実はここでもっともたいせつなのは,万が一染色体の病気とわかったとき,いったいどうするかをあらかじめはっきり決めておくことだと思います.逆にリスクを知らされても,どうするかの意思がはっきりしていなければ,検査を受けてその結果を知ってもあまり意味がないでしょう.

「いったいどうするか」とは産むか中絶するかのどちらかです.もし産むという選択ができているのであればもともと検査を受ける必要はないかもしれない.すなわちよくも悪くも産まないという選択ができているひとだけが,この検査を受けることに意味があるのだと思います.

逆にNIPTを受けないという「選択」も当然ここには存在します.いわゆる「選ばないことを選ぶ」という選択です.出生前検査を受けないと決めたひとたちは,「なんとなく」ではなくはっきりと受けないと決めたひとたちです.だからみずから心配から解放されることになります.

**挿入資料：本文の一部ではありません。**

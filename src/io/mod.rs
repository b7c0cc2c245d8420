// Copyright (c) 2025, Jason Jenkins
// SPDX-License-Identifier: BSD-3-Clause

//! I/O: the backend gateway, background jobs, and image decoding.

pub mod gateway;
pub mod jobs;
pub mod media;
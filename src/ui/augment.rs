// Copyright (c) 2025, Jason Jenkins
// SPDX-License-Identifier: BSD-3-Clause

//! Augmentation modal.
//!
//! Lets the user pick augmentation variants for a session, start the run,
//! and watch its progress.  The variants themselves are opaque - the
//! backend describes them and applies them; the client only selects keys
//! and polls progress.

use std::collections::{BTreeMap, BTreeSet};

use crate::models::session::{AugmentationProgress, VariantInfo};

#[derive(Default)]
pub struct AugmentModal {
    pub open: bool,
    pub session: String,
    /// None until the info request completes.
    pub variants: Option<BTreeMap<String, VariantInfo>>,
    pub selected: BTreeSet<String>,
    pub in_progress: bool,
    pub finished: bool,
    pub progress: Option<AugmentationProgress>,
    pub error: Option<String>,
}

impl AugmentModal {
    pub fn open_for(session: String) -> Self {
        Self { open: true, session, ..Self::default() }
    }
}

pub enum AugmentAction {
    None,
    /// Start the run with the selected variant keys.
    Start(Vec<String>),
    /// The modal was closed; any active poller must stop.
    Closed,
}

/// Display the modal.  Returns what the app should do about it.
pub fn show(ctx: &egui::Context, modal: &mut AugmentModal) -> AugmentAction {
    if !modal.open {
        return AugmentAction::None;
    }

    let mut action = AugmentAction::None;
    let mut open = modal.open;
    let mut close_clicked = false;

    egui::Window::new(format!("🔄 Augment session: {}", modal.session))
        .open(&mut open)
        .collapsible(false)
        .resizable(false)
        .show(ctx, |ui| {
            match &modal.variants {
                None => {
                    ui.horizontal(|ui| {
                        ui.spinner();
                        ui.label("Loading available variants...");
                    });
                }
                Some(variants) => {
                    ui.label("Select the variants to apply:");
                    ui.add_space(4.0);
                    for (key, info) in variants {
                        let mut checked = modal.selected.contains(key);
                        let label = if info.icon.is_empty() {
                            info.name.clone()
                        } else {
                            format!("{} {}", info.icon, info.name)
                        };
                        if ui
                            .add_enabled(!modal.in_progress, egui::Checkbox::new(&mut checked, label))
                            .changed()
                        {
                            if checked {
                                modal.selected.insert(key.clone());
                            } else {
                                modal.selected.remove(key);
                            }
                        }
                        if !info.description.is_empty() {
                            ui.label(egui::RichText::new(&info.description).small().weak());
                        }
                    }

                    ui.add_space(8.0);
                    let can_start = !modal.in_progress && !modal.selected.is_empty();
                    let label = if modal.in_progress {
                        "🔄 Processing..."
                    } else {
                        "🚀 Run augmentation"
                    };
                    if ui.add_enabled(can_start, egui::Button::new(label)).clicked() {
                        action =
                            AugmentAction::Start(modal.selected.iter().cloned().collect());
                    }
                }
            }

            if let Some(progress) = &modal.progress {
                ui.add_space(8.0);
                let fraction = if progress.total > 0 {
                    progress.current as f32 / progress.total as f32
                } else if progress.completed {
                    1.0
                } else {
                    0.0
                };
                ui.add(egui::ProgressBar::new(fraction).show_percentage());
                ui.label(format!(
                    "Processing: {}/{} images",
                    progress.current, progress.total
                ));
            }

            if modal.finished {
                ui.add_space(4.0);
                ui.colored_label(
                    egui::Color32::from_rgb(60, 180, 90),
                    "✅ Augmentation complete - check the session for the new images",
                );
            }

            if let Some(error) = &modal.error {
                ui.add_space(4.0);
                ui.colored_label(egui::Color32::from_rgb(220, 60, 60), format!("❌ {}", error));
            }

            ui.add_space(8.0);
            if ui.button("Close").clicked() {
                close_clicked = true;
            }
        });

    if close_clicked {
        open = false;
    }
    if modal.open && !open {
        modal.open = false;
        return AugmentAction::Closed;
    }
    modal.open = open;
    action
}
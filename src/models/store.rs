// Copyright (c) 2025, Jason Jenkins
// SPDX-License-Identifier: BSD-3-Clause

//! Annotation state management.
//!
//! `AnnotationStore` owns the active image context, the ordered annotation
//! list, and the class selection.  Every mutation goes through it; the
//! gesture interpreter and the renderer only ever see it from the outside.

use crate::models::annotation::{Annotation, BoxPx};

/// The currently loaded image: pixel dimensions plus the original encoded
/// payload (kept verbatim for the save request).
#[derive(Debug, Clone)]
pub struct ImageContext {
    pub width: u32,
    pub height: u32,
    pub data_url: String,
}

/// In-memory annotation state for one image.
///
/// Ids are assigned from a counter that only ever increases within the
/// lifetime of one image context, so an id is never reused even after
/// removals.  Insertion order is z-order: later entries draw on top.
#[derive(Debug, Default)]
pub struct AnnotationStore {
    image: Option<ImageContext>,
    annotations: Vec<Annotation>,
    next_id: u32,
    active_class: Option<u32>,
}

impl AnnotationStore {
    pub fn new() -> Self {
        Self::default()
    }

    /// Replace the active image.  Clears the annotation list and resets the
    /// id counter; the class selection is left alone.
    pub fn set_image(&mut self, image: ImageContext) {
        log::info!("Loaded image {}x{}", image.width, image.height);
        self.image = Some(image);
        self.annotations.clear();
        self.next_id = 0;
    }

    pub fn image(&self) -> Option<&ImageContext> {
        self.image.as_ref()
    }

    pub fn has_image(&self) -> bool {
        self.image.is_some()
    }

    pub fn set_active_class(&mut self, class_id: u32) {
        self.active_class = Some(class_id);
    }

    pub fn active_class(&self) -> Option<u32> {
        self.active_class
    }

    /// Append a new annotation and return its id.
    ///
    /// Coordinates are rounded to whole pixels at creation.  Without a
    /// loaded image this is a silent no-op.
    pub fn add_annotation(&mut self, rect: BoxPx, class_id: u32) -> Option<u32> {
        self.image.as_ref()?;

        let id = self.next_id;
        self.next_id += 1;
        self.annotations.push(Annotation {
            id,
            x: rect.x.round(),
            y: rect.y.round(),
            width: rect.width.round(),
            height: rect.height.round(),
            class_id,
        });
        log::info!(
            "Added annotation #{} (class {}), total: {}",
            id,
            class_id,
            self.annotations.len()
        );
        Some(id)
    }

    /// Remove the annotation with the given id; no-op if absent.
    pub fn remove_annotation(&mut self, id: u32) {
        if let Some(idx) = self.annotations.iter().position(|a| a.id == id) {
            self.annotations.remove(idx);
            log::info!(
                "Removed annotation #{}, total: {}",
                id,
                self.annotations.len()
            );
        }
    }

    /// Empty the annotation list and reset the id counter.  The image stays
    /// loaded.
    pub fn clear(&mut self) {
        self.annotations.clear();
        self.next_id = 0;
    }

    /// Insertion-ordered snapshot for rendering and serialization.
    pub fn list(&self) -> &[Annotation] {
        &self.annotations
    }
}

#[cfg(test)]
mod tests {
    use super::*;

    fn test_image() -> ImageContext {
        ImageContext {
            width: 800,
            height: 600,
            data_url: "data:image/png;base64,AAAA".to_string(),
        }
    }

    fn store_with_image() -> AnnotationStore {
        let mut store = AnnotationStore::new();
        store.set_image(test_image());
        store
    }

    #[test]
    fn test_ids_are_unique_and_increasing() {
        let mut store = store_with_image();
        let mut ids = Vec::new();
        for i in 0..5 {
            ids.push(
                store
                    .add_annotation(BoxPx::new(10.0 * i as f32, 0.0, 20.0, 20.0), 0)
                    .unwrap(),
            );
        }
        assert_eq!(ids, vec![0, 1, 2, 3, 4]);
        // List order matches call order
        let listed: Vec<u32> = store.list().iter().map(|a| a.id).collect();
        assert_eq!(listed, ids);
    }

    #[test]
    fn test_ids_not_reused_after_removal() {
        let mut store = store_with_image();
        let first = store.add_annotation(BoxPx::new(0.0, 0.0, 10.0, 10.0), 0).unwrap();
        store.add_annotation(BoxPx::new(5.0, 5.0, 10.0, 10.0), 1).unwrap();
        store.remove_annotation(first);
        let third = store.add_annotation(BoxPx::new(9.0, 9.0, 10.0, 10.0), 2).unwrap();
        assert_eq!(third, 2);
        assert!(store.list().iter().all(|a| a.id != first));
    }

    #[test]
    fn test_remove_keeps_other_entries() {
        let mut store = store_with_image();
        let a = store.add_annotation(BoxPx::new(0.0, 0.0, 10.0, 10.0), 0).unwrap();
        let b = store.add_annotation(BoxPx::new(5.0, 5.0, 10.0, 10.0), 1).unwrap();
        store.remove_annotation(a);
        assert_eq!(store.list().len(), 1);
        assert_eq!(store.list()[0].id, b);
        assert_eq!(store.list()[0].class_id, 1);
    }

    #[test]
    fn test_remove_missing_id_is_noop() {
        let mut store = store_with_image();
        store.add_annotation(BoxPx::new(0.0, 0.0, 10.0, 10.0), 0);
        store.remove_annotation(99);
        assert_eq!(store.list().len(), 1);
    }

    #[test]
    fn test_add_without_image_is_noop() {
        let mut store = AnnotationStore::new();
        assert_eq!(store.add_annotation(BoxPx::new(0.0, 0.0, 10.0, 10.0), 0), None);
        assert!(store.list().is_empty());
    }

    #[test]
    fn test_set_image_resets_list_and_counter() {
        let mut store = store_with_image();
        store.add_annotation(BoxPx::new(0.0, 0.0, 10.0, 10.0), 0);
        store.add_annotation(BoxPx::new(1.0, 1.0, 10.0, 10.0), 0);
        store.set_image(test_image());
        assert!(store.list().is_empty());
        assert_eq!(store.add_annotation(BoxPx::new(0.0, 0.0, 10.0, 10.0), 0), Some(0));
    }

    #[test]
    fn test_clear_resets_counter_but_keeps_image() {
        let mut store = store_with_image();
        store.add_annotation(BoxPx::new(0.0, 0.0, 10.0, 10.0), 0);
        store.clear();
        assert!(store.has_image());
        assert!(store.list().is_empty());
        assert_eq!(store.add_annotation(BoxPx::new(0.0, 0.0, 10.0, 10.0), 0), Some(0));
    }

    #[test]
    fn test_coordinates_rounded_at_creation() {
        let mut store = store_with_image();
        store.add_annotation(BoxPx::new(10.4, 9.6, 100.2, 49.8), 0);
        let ann = &store.list()[0];
        assert_eq!((ann.x, ann.y, ann.width, ann.height), (10.0, 10.0, 100.0, 50.0));
    }
}
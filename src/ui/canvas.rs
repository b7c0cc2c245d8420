// Copyright (c) 2025, Jason Jenkins
// SPDX-License-Identifier: BSD-3-Clause

//! Annotation canvas.
//!
//! Displays the active image fitted to the panel, feeds pointer events into
//! the gesture interpreter (converted to source-image pixels), and renders
//! the scene through [`PainterSurface`], the egui implementation of the
//! renderer's drawing surface.

use crate::config::{class_color, class_name, ClassDefinition, Rgb};
use crate::gesture::DragGesture;
use crate::models::annotation::{BoxPx, PointPx};
use crate::models::store::AnnotationStore;
use crate::render::{self, DrawSurface};
use crate::util::geometry;

/// Result of canvas interaction.
pub enum CanvasAction {
    None,
    /// A drag finished above the minimum size; the rectangle is in
    /// source-image pixels.
    Committed(BoxPx),
}

/// [`DrawSurface`] backed by an egui painter.  Maps source-image pixel
/// coordinates onto the displayed image rectangle; stroke widths and fonts
/// scale with the display so the output matches the image's native look.
pub struct PainterSurface {
    painter: egui::Painter,
    texture_id: egui::TextureId,
    image_rect: egui::Rect,
    scale: f32,
}

impl PainterSurface {
    pub fn new(
        painter: egui::Painter,
        texture_id: egui::TextureId,
        image_rect: egui::Rect,
        scale: f32,
    ) -> Self {
        Self { painter, texture_id, image_rect, scale }
    }

    fn map_point(&self, x: f32, y: f32) -> egui::Pos2 {
        self.image_rect.min + egui::vec2(x * self.scale, y * self.scale)
    }

    fn map_rect(&self, rect: BoxPx) -> egui::Rect {
        egui::Rect::from_min_size(
            self.map_point(rect.x, rect.y),
            egui::vec2(rect.width * self.scale, rect.height * self.scale),
        )
    }

    fn font(&self) -> egui::FontId {
        egui::FontId::proportional(14.0 * self.scale)
    }
}

fn color32(c: Rgb) -> egui::Color32 {
    egui::Color32::from_rgb(c.r, c.g, c.b)
}

impl DrawSurface for PainterSurface {
    fn clear(&mut self) {
        // egui clears the framebuffer every frame; nothing to do here.
    }

    fn draw_image(&mut self) {
        self.painter.image(
            self.texture_id,
            self.image_rect,
            egui::Rect::from_min_max(egui::pos2(0.0, 0.0), egui::pos2(1.0, 1.0)),
            egui::Color32::WHITE,
        );
    }

    fn stroke_rect(&mut self, rect: BoxPx, color: Rgb, width: f32) {
        self.painter.rect_stroke(
            self.map_rect(rect),
            0.0,
            egui::Stroke::new(width * self.scale, color32(color)),
        );
    }

    fn fill_rect(&mut self, rect: BoxPx, color: Rgb) {
        self.painter.rect_filled(self.map_rect(rect), 0.0, color32(color));
    }

    fn fill_text(&mut self, text: &str, x: f32, y: f32, color: Rgb) {
        self.painter.text(
            self.map_point(x, y),
            egui::Align2::LEFT_BOTTOM,
            text,
            self.font(),
            color32(color),
        );
    }

    fn text_width(&mut self, text: &str) -> f32 {
        let galley =
            self.painter
                .layout_no_wrap(text.to_string(), self.font(), egui::Color32::WHITE);
        galley.rect.width() / self.scale
    }
}

/// Display the canvas and run the gesture state machine for this frame.
pub fn show(
    ui: &mut egui::Ui,
    store: &AnnotationStore,
    classes: &[ClassDefinition],
    texture: &Option<egui::TextureHandle>,
    gesture: &mut DragGesture,
) -> CanvasAction {
    let mut action = CanvasAction::None;
    ui.style_mut().visuals.extreme_bg_color = egui::Color32::from_gray(40);

    let available_size = ui.available_size();

    egui::Frame::canvas(ui.style()).show(ui, |ui| {
        ui.set_min_size(available_size);

        if let (Some(texture), Some(image)) = (texture.as_ref(), store.image()) {
            let available = ui.available_size();
            let (display_width, display_height) = geometry::fit_size(
                image.width as f32,
                image.height as f32,
                available.x,
                available.y,
            );
            let scale = display_width / image.width as f32;

            // Center the image
            let x_offset = (available.x - display_width) / 2.0;
            let y_offset = (available.y - display_height) / 2.0;
            let image_rect = egui::Rect::from_min_size(
                ui.min_rect().min + egui::vec2(x_offset, y_offset),
                egui::vec2(display_width, display_height),
            );

            let response = ui.allocate_rect(image_rect, egui::Sense::drag());

            let mut surface = PainterSurface::new(
                ui.painter().clone(),
                texture.id(),
                image_rect,
                scale,
            );
            render::draw_scene(&mut surface, store.list(), classes);

            // Screen position -> source-image pixels, clamped to the image
            let to_image = |pos: egui::Pos2| -> PointPx {
                geometry::clamp_to_image(
                    PointPx::new(
                        (pos.x - image_rect.min.x) / scale,
                        (pos.y - image_rect.min.y) / scale,
                    ),
                    image.width,
                    image.height,
                )
            };

            if response.drag_started() {
                if let Some(pos) = response.interact_pointer_pos() {
                    gesture.pointer_down(to_image(pos), store.active_class().is_some());
                }
            }
            if response.dragged() {
                if let Some(pos) = response.interact_pointer_pos() {
                    gesture.pointer_move(to_image(pos));
                }
            }
            if response.drag_stopped() {
                let end = response.interact_pointer_pos().map(to_image);
                if let Some(rect) = gesture.pointer_up(end) {
                    action = CanvasAction::Committed(rect);
                }
            }

            if gesture.is_dragging() {
                // Escape aborts the drag; a lost pointer (focus change with
                // no release event) counts as a cancel too.
                if ui.input(|i| i.key_pressed(egui::Key::Escape)) {
                    gesture.cancel();
                } else if !ui.input(|i| i.pointer.any_down()) && !response.drag_stopped() {
                    gesture.cancel();
                }
            }

            // Preview overlay for the in-progress drag
            if let (Some(preview), Some(class_id)) = (gesture.preview_rect(), store.active_class())
            {
                let color = color32(class_color(classes, class_id));
                let rect = egui::Rect::from_min_size(
                    image_rect.min + egui::vec2(preview.x * scale, preview.y * scale),
                    egui::vec2(preview.width * scale, preview.height * scale),
                );
                let painter = ui.painter();
                painter.rect_filled(
                    rect,
                    0.0,
                    egui::Color32::from_rgba_unmultiplied(color.r(), color.g(), color.b(), 0x20),
                );
                painter.rect_stroke(rect, 0.0, egui::Stroke::new(2.0, color));
                painter.text(
                    rect.min + egui::vec2(2.0, 2.0),
                    egui::Align2::LEFT_TOP,
                    class_name(classes, class_id),
                    egui::FontId::proportional(12.0 * scale.max(0.5)),
                    color,
                );
            }
        } else {
            // Show welcome message when no image is loaded
            ui.centered_and_justified(|ui| {
                ui.vertical_centered(|ui| {
                    ui.add_space(20.0);
                    ui.heading(
                        egui::RichText::new("YBOX")
                            .size(32.0)
                            .color(egui::Color32::from_gray(200)),
                    );
                    ui.label(
                        egui::RichText::new("YOLO Box Annotation Studio")
                            .size(14.0)
                            .color(egui::Color32::from_gray(150)),
                    );
                    ui.add_space(20.0);
                    ui.label(
                        egui::RichText::new("Pick an image and press Generate to begin annotating")
                            .color(egui::Color32::from_gray(180)),
                    );
                });
            });
        }
    });

    // Canvas status line
    ui.separator();
    ui.horizontal(|ui| {
        if let Some(class_id) = store.active_class() {
            let color = color32(class_color(classes, class_id));
            ui.label(egui::RichText::new("■").color(color));
            ui.label(format!("Active class: {}", class_name(classes, class_id)));
        } else {
            ui.label("No class selected");
        }
        ui.separator();
        if let Some(image) = store.image() {
            ui.label(format!(
                "{}x{} px | {} annotations",
                image.width,
                image.height,
                store.list().len()
            ));
        } else {
            ui.label("No image loaded");
        }
    });

    action
}
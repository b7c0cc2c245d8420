// Copyright (c) 2025, Jason Jenkins
// SPDX-License-Identifier: BSD-3-Clause

//! HTTP gateway to the annotation backend.
//!
//! Stateless request/response wrappers over the backend's fixed contract:
//! no caching, no retries.  Application-level failures (`success: false`
//! on an HTTP 200) surface as errors exactly like transport failures, so
//! callers have a single recovery path.
//!
//! Session actions are keyed by name against the `/api/sessions` family of
//! endpoints.

use anyhow::{anyhow, bail, Context, Result};
use reqwest::blocking::{multipart, Client};
use serde::de::DeserializeOwned;
use std::collections::BTreeMap;
use std::time::Duration;

use crate::models::session::{
    ActionResponse, AugmentationInfoResponse, AugmentationProgress, GenerateParams,
    GenerateResponse, ProgressResponse, SavePayload, SaveResponse, SavedDataset, SessionSummary,
    SessionsResponse, StartAugmentationRequest, VariantInfo, VisualizeResponse,
};

const REQUEST_TIMEOUT: Duration = Duration::from_secs(60);

#[derive(Clone)]
pub struct Gateway {
    base: String,
    client: Client,
}

impl Gateway {
    pub fn new(server: &str) -> Result<Self> {
        let client = Client::builder()
            .timeout(REQUEST_TIMEOUT)
            .build()
            .context("failed to build HTTP client")?;
        Ok(Self {
            base: server.trim_end_matches('/').to_string(),
            client,
        })
    }

    fn url(&self, path: &str) -> String {
        format!("{}{}", self.base, path)
    }

    fn get_json<T: DeserializeOwned>(&self, path: &str) -> Result<T> {
        let resp = self
            .client
            .get(self.url(path))
            .send()
            .with_context(|| format!("GET {} failed", path))?
            .error_for_status()?;
        resp.json().with_context(|| format!("GET {}: malformed response", path))
    }

    /// `POST /generate`: upload a local image plus composition parameters,
    /// get back the composed canvas as a base64 data URL.
    pub fn generate(
        &self,
        file_name: &str,
        image: Vec<u8>,
        params: &GenerateParams,
    ) -> Result<String> {
        let form = multipart::Form::new()
            .part("image", multipart::Part::bytes(image).file_name(file_name.to_string()))
            .text("size", params.size.to_string())
            .text("x", params.x.to_string())
            .text("y", params.y.to_string())
            .text("random_bg", params.random_bg.to_string());
        let resp: GenerateResponse = self
            .client
            .post(self.url("/generate"))
            .multipart(form)
            .send()
            .context("POST /generate failed")?
            .error_for_status()?
            .json()
            .context("POST /generate: malformed response")?;
        Ok(resp.image)
    }

    /// `POST /save_annotations`: persist one annotated image into a session.
    pub fn save_annotations(&self, payload: &SavePayload) -> Result<SavedDataset> {
        let annotations = serde_json::to_string(&payload.annotations)?;
        let form = multipart::Form::new()
            .text("annotations", annotations)
            .text("filename", payload.filename.clone())
            .text("session_name", payload.session_name.clone())
            .text("image_width", payload.image_width.to_string())
            .text("image_height", payload.image_height.to_string())
            .text("image_data", payload.image_data.clone());
        let resp: SaveResponse = self
            .client
            .post(self.url("/save_annotations"))
            .multipart(form)
            .send()
            .context("POST /save_annotations failed")?
            .error_for_status()?
            .json()
            .context("POST /save_annotations: malformed response")?;

        if !resp.success {
            bail!(resp.message.unwrap_or_else(|| "save rejected by backend".to_string()));
        }
        Ok(SavedDataset {
            original_name: resp
                .original_name
                .unwrap_or_else(|| payload.filename.clone()),
            unique_name: resp
                .unique_name
                .ok_or_else(|| anyhow!("save response missing unique_name"))?,
            image_file: resp.files.as_ref().map(|f| f.image.clone()).unwrap_or_default(),
            labels_file: resp.files.map(|f| f.labels).unwrap_or_default(),
            yolo_format: resp.yolo_format,
        })
    }

    /// `GET /api/sessions`: all sessions with their image/label counts.
    pub fn list_sessions(&self) -> Result<Vec<SessionSummary>> {
        let resp: SessionsResponse = self.get_json("/api/sessions")?;
        if !resp.success {
            bail!(resp.message.unwrap_or_else(|| "failed to list sessions".to_string()));
        }
        Ok(resp.sessions)
    }

    /// `GET /download_session/{name}`: the session as a ZIP (images/ +
    /// labels/ in YOLO layout).
    pub fn download_session(&self, name: &str) -> Result<Vec<u8>> {
        let path = format!("/download_session/{}", name);
        let resp = self
            .client
            .get(self.url(&path))
            .send()
            .with_context(|| format!("GET {} failed", path))?
            .error_for_status()?;
        Ok(resp.bytes()?.to_vec())
    }

    /// `GET /api/session/{name}/visualize`: every image of the session with
    /// its annotations.
    pub fn visualize_session(&self, name: &str) -> Result<VisualizeResponse> {
        let resp: VisualizeResponse =
            self.get_json(&format!("/api/session/{}/visualize", name))?;
        if !resp.success {
            bail!(resp
                .message
                .unwrap_or_else(|| format!("failed to load session '{}'", name)));
        }
        Ok(resp)
    }

    /// `DELETE /delete_session/{name}`.  Returns the backend's message.
    pub fn delete_session(&self, name: &str) -> Result<String> {
        let path = format!("/delete_session/{}", name);
        let resp: ActionResponse = self
            .client
            .delete(self.url(&path))
            .send()
            .with_context(|| format!("DELETE {} failed", path))?
            .error_for_status()?
            .json()
            .with_context(|| format!("DELETE {}: malformed response", path))?;
        if !resp.success {
            bail!(resp
                .message
                .unwrap_or_else(|| format!("failed to delete session '{}'", name)));
        }
        Ok(resp
            .message
            .unwrap_or_else(|| format!("session '{}' deleted", name)))
    }

    /// `GET /api/session/{name}/augmentation/info`: variant metadata.
    pub fn augmentation_info(&self, name: &str) -> Result<BTreeMap<String, VariantInfo>> {
        let resp: AugmentationInfoResponse =
            self.get_json(&format!("/api/session/{}/augmentation/info", name))?;
        if !resp.success {
            bail!(resp
                .message
                .unwrap_or_else(|| "failed to load augmentation variants".to_string()));
        }
        Ok(resp.available_variants)
    }

    /// `POST /api/session/{name}/augmentation/start` with a JSON body naming
    /// the selected variants.
    pub fn start_augmentation(&self, name: &str, variants: &[String]) -> Result<()> {
        let path = format!("/api/session/{}/augmentation/start", name);
        let body = StartAugmentationRequest { variants: variants.to_vec() };
        let resp: ActionResponse = self
            .client
            .post(self.url(&path))
            .json(&body)
            .send()
            .with_context(|| format!("POST {} failed", path))?
            .error_for_status()?
            .json()
            .with_context(|| format!("POST {}: malformed response", path))?;
        if !resp.success {
            bail!(resp
                .message
                .unwrap_or_else(|| "augmentation rejected by backend".to_string()));
        }
        Ok(())
    }

    /// `GET /api/session/{name}/augmentation/progress`.
    pub fn augmentation_progress(&self, name: &str) -> Result<AugmentationProgress> {
        let resp: ProgressResponse =
            self.get_json(&format!("/api/session/{}/augmentation/progress", name))?;
        if !resp.success {
            bail!(resp
                .message
                .unwrap_or_else(|| "failed to read augmentation progress".to_string()));
        }
        Ok(AugmentationProgress {
            current: resp.current,
            total: resp.total,
            completed: resp.completed,
        })
    }
}

#[cfg(test)]
mod tests {
    use super::*;

    #[test]
    fn test_base_url_trailing_slash_trimmed() {
        let gw = Gateway::new("http://localhost:8000/").unwrap();
        assert_eq!(gw.url("/api/sessions"), "http://localhost:8000/api/sessions");
    }

    #[test]
    fn test_session_paths() {
        let gw = Gateway::new("http://localhost:8000").unwrap();
        assert_eq!(
            gw.url(&format!("/download_session/{}", "traffic")),
            "http://localhost:8000/download_session/traffic"
        );
        assert_eq!(
            gw.url(&format!("/api/session/{}/augmentation/progress", "traffic")),
            "http://localhost:8000/api/session/traffic/augmentation/progress"
        );
    }
}
// Copyright (c) 2025, Jason Jenkins
// SPDX-License-Identifier: BSD-3-Clause

//! Image payload decoding.
//!
//! The backend ships images as base64 data URLs; this module turns them
//! into RGBA pixel buffers suitable for display textures.

use anyhow::{Context, Result};
use base64::engine::general_purpose::STANDARD;
use base64::Engine as _;

/// A decoded image ready to become a texture.
pub struct DecodedImage {
    pub width: u32,
    pub height: u32,
    pub rgba: Vec<u8>,
}

/// Extract the raw bytes from a `data:image/...;base64,` URL.  Plain base64
/// without the prefix is accepted too.
pub fn data_url_bytes(data: &str) -> Result<Vec<u8>> {
    let payload = match data.split_once(',') {
        Some((head, rest)) if head.starts_with("data:image") => rest,
        _ => data,
    };
    STANDARD
        .decode(payload.trim())
        .context("invalid base64 image payload")
}

/// Decode a data URL into RGBA pixels.
pub fn decode_data_url(data: &str) -> Result<DecodedImage> {
    let bytes = data_url_bytes(data)?;
    let img = image::load_from_memory(&bytes).context("failed to decode image data")?;
    let width = img.width();
    let height = img.height();
    Ok(DecodedImage {
        width,
        height,
        rgba: img.to_rgba8().into_raw(),
    })
}

#[cfg(test)]
mod tests {
    use super::*;
    use std::io::Cursor;

    fn png_data_url(width: u32, height: u32) -> String {
        let img = image::RgbaImage::from_pixel(width, height, image::Rgba([10, 20, 30, 255]));
        let mut bytes = Vec::new();
        image::DynamicImage::ImageRgba8(img)
            .write_to(&mut Cursor::new(&mut bytes), image::ImageFormat::Png)
            .unwrap();
        format!("data:image/png;base64,{}", STANDARD.encode(&bytes))
    }

    #[test]
    fn test_data_url_prefix_stripped() {
        let bytes = data_url_bytes("data:image/png;base64,AQID").unwrap();
        assert_eq!(bytes, vec![1, 2, 3]);
    }

    #[test]
    fn test_bare_base64_accepted() {
        let bytes = data_url_bytes("AQID").unwrap();
        assert_eq!(bytes, vec![1, 2, 3]);
    }

    #[test]
    fn test_invalid_base64_rejected() {
        assert!(data_url_bytes("data:image/png;base64,???").is_err());
    }

    #[test]
    fn test_decode_round_trip() {
        let url = png_data_url(4, 3);
        let decoded = decode_data_url(&url).unwrap();
        assert_eq!((decoded.width, decoded.height), (4, 3));
        assert_eq!(decoded.rgba.len(), 4 * 3 * 4);
        assert_eq!(&decoded.rgba[0..4], &[10, 20, 30, 255]);
    }

    #[test]
    fn test_decode_garbage_fails() {
        let url = format!("data:image/png;base64,{}", STANDARD.encode(b"not an image"));
        assert!(decode_data_url(&url).is_err());
    }
}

一度,検査を受けないと決めると,漠とした不安をつきぬけることになりますから,妊娠分娩にたいしてポジティブに向きあえるひとが多いような気がします.確かに染色体疾患についてのネガティブな情報は存在します.しかしいろいろなひとがいるし,いろいろ子どもがいていろいろ人生を送っています.

不安のまま妊娠分娩を迎えるひともいます.しかし不安から解放されて幸せな分娩を迎えるひともたくさんいます.そしていつだれにでも明るい未来は必ずあります.不安とか安心とか,あるいは幸せとか不幸せとは,それぞれのひとの「状況」を意味するのではなく,それぞれのひとの「選択」なのだというわけです.